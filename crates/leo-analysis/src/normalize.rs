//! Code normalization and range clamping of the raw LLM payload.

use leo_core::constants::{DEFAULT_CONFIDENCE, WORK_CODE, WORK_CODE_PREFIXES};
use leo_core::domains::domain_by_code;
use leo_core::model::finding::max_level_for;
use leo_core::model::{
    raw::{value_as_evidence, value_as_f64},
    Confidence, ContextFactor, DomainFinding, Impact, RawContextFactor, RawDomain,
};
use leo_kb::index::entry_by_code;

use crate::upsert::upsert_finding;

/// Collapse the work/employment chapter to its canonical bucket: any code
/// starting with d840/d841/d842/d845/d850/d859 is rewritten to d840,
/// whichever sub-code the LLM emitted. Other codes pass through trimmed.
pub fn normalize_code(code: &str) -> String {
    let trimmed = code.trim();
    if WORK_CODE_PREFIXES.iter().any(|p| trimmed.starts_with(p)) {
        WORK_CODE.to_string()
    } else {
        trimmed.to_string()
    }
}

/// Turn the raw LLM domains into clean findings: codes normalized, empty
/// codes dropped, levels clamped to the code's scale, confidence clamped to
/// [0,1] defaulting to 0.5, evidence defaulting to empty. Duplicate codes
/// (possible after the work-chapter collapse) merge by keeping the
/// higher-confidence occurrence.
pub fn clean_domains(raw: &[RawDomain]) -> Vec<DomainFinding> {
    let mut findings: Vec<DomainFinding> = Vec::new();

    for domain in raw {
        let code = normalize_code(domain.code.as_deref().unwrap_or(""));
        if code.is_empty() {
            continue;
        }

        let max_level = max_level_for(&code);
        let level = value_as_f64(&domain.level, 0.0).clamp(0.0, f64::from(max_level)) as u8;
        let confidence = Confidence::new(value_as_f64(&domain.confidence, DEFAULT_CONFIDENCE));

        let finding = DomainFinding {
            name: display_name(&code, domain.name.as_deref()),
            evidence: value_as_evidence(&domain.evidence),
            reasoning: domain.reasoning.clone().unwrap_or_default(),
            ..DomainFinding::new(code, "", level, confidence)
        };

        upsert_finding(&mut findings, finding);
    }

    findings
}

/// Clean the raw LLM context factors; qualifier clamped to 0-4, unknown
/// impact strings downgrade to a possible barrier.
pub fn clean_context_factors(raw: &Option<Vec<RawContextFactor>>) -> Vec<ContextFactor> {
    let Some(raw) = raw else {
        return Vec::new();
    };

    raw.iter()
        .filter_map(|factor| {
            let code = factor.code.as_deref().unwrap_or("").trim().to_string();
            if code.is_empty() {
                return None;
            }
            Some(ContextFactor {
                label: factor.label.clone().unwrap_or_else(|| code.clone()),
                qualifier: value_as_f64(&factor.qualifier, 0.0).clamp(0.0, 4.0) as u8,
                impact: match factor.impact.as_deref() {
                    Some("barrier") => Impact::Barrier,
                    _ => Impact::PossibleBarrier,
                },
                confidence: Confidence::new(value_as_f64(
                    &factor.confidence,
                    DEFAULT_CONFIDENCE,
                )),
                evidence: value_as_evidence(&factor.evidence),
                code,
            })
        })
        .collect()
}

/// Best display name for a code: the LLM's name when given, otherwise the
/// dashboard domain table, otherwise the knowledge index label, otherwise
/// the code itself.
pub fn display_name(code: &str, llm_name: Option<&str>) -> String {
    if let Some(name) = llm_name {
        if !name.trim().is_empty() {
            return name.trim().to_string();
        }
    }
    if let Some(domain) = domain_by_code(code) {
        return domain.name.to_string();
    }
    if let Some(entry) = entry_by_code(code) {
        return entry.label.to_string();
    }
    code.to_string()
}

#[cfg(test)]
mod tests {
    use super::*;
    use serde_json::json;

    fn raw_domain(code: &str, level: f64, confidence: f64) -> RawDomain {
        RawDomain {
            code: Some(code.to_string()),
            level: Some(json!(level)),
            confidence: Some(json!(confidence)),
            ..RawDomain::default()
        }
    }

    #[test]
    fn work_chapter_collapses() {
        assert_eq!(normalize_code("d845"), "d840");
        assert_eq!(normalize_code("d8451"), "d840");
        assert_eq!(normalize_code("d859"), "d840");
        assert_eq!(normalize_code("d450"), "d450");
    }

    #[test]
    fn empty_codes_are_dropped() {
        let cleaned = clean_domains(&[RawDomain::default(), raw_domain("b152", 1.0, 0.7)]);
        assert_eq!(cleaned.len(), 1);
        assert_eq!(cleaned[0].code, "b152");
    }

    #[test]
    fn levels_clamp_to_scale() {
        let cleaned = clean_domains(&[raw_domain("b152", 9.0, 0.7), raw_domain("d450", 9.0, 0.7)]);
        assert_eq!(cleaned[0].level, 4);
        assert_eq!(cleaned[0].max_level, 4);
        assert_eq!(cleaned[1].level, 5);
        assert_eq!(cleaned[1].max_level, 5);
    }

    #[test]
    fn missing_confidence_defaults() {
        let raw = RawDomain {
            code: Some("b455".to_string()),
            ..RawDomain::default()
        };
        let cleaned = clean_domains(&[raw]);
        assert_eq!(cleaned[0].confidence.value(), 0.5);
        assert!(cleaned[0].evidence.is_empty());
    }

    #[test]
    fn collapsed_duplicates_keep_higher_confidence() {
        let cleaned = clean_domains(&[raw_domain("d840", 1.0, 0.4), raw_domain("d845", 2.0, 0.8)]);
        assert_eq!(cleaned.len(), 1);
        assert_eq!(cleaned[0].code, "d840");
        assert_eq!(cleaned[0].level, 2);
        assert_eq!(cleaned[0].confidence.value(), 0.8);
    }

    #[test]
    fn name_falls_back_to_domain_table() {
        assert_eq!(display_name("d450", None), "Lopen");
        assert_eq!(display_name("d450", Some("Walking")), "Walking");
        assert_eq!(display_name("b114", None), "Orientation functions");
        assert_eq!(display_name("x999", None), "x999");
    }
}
---
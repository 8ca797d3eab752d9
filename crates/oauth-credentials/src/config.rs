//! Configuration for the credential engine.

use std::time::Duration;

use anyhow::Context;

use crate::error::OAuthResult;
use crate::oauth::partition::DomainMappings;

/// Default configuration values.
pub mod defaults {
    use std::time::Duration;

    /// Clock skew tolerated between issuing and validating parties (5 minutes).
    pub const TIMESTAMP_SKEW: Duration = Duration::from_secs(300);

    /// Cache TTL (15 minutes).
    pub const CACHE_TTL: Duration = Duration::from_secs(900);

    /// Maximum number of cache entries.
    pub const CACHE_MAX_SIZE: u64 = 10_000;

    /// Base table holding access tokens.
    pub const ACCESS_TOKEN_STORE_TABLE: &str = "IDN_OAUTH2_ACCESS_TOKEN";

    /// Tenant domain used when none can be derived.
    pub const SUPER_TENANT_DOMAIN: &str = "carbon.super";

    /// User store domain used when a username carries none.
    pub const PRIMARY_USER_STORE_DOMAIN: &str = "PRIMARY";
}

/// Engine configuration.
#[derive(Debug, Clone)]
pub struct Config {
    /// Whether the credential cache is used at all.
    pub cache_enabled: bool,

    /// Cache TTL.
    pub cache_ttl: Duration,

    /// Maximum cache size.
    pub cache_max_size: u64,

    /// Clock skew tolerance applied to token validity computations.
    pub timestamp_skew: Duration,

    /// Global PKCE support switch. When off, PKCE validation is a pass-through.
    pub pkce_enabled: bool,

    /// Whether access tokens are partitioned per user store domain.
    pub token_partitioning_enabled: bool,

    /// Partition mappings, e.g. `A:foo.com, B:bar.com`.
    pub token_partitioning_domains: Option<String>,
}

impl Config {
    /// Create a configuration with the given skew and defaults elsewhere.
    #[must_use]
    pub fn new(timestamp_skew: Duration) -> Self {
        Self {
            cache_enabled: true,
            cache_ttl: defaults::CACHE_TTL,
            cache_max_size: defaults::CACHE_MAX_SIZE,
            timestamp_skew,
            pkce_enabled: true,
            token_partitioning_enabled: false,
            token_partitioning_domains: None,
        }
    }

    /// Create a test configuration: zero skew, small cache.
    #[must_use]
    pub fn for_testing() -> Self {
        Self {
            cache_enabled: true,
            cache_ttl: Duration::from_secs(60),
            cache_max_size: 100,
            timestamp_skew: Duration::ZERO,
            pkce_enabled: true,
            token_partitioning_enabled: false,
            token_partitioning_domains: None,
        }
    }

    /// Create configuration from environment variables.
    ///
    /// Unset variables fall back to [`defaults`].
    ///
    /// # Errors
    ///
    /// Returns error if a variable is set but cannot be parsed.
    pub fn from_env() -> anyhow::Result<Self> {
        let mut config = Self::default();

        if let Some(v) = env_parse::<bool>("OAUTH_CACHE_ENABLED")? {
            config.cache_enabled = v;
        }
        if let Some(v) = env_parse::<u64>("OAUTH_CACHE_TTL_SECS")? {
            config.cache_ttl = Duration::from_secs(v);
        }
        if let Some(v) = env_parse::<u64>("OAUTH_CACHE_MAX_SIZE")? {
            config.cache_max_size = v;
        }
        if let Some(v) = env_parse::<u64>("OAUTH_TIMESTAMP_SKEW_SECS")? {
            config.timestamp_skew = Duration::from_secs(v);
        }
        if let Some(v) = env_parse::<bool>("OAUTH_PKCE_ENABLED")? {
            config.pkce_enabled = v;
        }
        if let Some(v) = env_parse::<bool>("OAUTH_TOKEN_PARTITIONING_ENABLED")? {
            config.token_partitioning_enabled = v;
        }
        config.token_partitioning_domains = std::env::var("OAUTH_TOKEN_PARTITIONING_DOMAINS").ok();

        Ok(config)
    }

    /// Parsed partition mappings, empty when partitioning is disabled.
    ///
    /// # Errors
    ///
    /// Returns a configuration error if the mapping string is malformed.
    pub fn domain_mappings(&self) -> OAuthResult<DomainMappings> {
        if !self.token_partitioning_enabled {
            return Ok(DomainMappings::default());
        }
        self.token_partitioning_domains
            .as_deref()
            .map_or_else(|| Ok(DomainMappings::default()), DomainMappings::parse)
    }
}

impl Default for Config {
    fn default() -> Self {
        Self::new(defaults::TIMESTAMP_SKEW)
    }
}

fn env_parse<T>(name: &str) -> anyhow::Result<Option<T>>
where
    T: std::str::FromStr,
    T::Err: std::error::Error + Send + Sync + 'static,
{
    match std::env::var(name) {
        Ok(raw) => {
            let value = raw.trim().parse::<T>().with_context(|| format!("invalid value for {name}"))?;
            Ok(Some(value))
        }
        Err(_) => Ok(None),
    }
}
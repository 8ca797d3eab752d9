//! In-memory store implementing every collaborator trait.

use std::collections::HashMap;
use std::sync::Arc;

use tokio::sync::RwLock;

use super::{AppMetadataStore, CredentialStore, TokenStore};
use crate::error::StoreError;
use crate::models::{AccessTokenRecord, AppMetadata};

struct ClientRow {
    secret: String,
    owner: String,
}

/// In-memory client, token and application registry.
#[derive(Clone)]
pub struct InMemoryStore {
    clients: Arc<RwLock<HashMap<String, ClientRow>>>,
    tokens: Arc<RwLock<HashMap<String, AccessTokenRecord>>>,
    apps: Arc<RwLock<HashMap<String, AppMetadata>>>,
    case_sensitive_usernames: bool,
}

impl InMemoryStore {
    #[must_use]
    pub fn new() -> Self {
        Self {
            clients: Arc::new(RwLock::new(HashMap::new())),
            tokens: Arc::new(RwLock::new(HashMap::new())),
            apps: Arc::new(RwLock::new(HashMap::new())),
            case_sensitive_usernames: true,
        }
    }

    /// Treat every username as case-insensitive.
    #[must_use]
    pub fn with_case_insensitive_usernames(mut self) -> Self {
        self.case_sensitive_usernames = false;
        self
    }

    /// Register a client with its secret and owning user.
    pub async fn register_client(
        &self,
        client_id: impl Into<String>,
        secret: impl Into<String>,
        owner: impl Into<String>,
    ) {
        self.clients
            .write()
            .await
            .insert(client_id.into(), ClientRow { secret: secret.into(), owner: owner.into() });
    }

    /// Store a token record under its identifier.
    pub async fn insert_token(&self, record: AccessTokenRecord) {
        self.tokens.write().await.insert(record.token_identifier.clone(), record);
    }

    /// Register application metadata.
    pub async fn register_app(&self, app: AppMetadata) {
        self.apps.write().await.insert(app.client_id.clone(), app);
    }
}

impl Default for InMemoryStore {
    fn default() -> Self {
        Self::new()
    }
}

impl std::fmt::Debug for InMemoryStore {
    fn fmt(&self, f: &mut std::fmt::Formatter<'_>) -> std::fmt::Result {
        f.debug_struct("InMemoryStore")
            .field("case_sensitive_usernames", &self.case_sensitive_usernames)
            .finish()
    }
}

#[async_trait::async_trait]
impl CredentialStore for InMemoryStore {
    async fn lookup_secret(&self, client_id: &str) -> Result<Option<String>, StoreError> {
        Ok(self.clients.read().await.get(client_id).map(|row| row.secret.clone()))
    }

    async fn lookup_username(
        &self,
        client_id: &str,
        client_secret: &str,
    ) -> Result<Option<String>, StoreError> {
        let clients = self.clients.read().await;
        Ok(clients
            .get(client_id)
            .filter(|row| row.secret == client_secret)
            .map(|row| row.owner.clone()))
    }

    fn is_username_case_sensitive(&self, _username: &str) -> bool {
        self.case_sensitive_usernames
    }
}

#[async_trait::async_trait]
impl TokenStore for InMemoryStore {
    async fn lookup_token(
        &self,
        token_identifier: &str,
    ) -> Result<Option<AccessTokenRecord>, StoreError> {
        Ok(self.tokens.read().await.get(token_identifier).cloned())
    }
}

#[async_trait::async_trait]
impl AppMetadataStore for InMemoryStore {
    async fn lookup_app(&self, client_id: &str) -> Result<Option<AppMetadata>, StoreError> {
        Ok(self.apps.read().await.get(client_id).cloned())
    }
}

Task: Find "used" in the preceding records. Copy each line that holds it.

Solution for this exercise:
    /// Tenant domain used when none can be derived.
    /// User store domain used when a username carries none.
    /// Whether the credential cache is used at all.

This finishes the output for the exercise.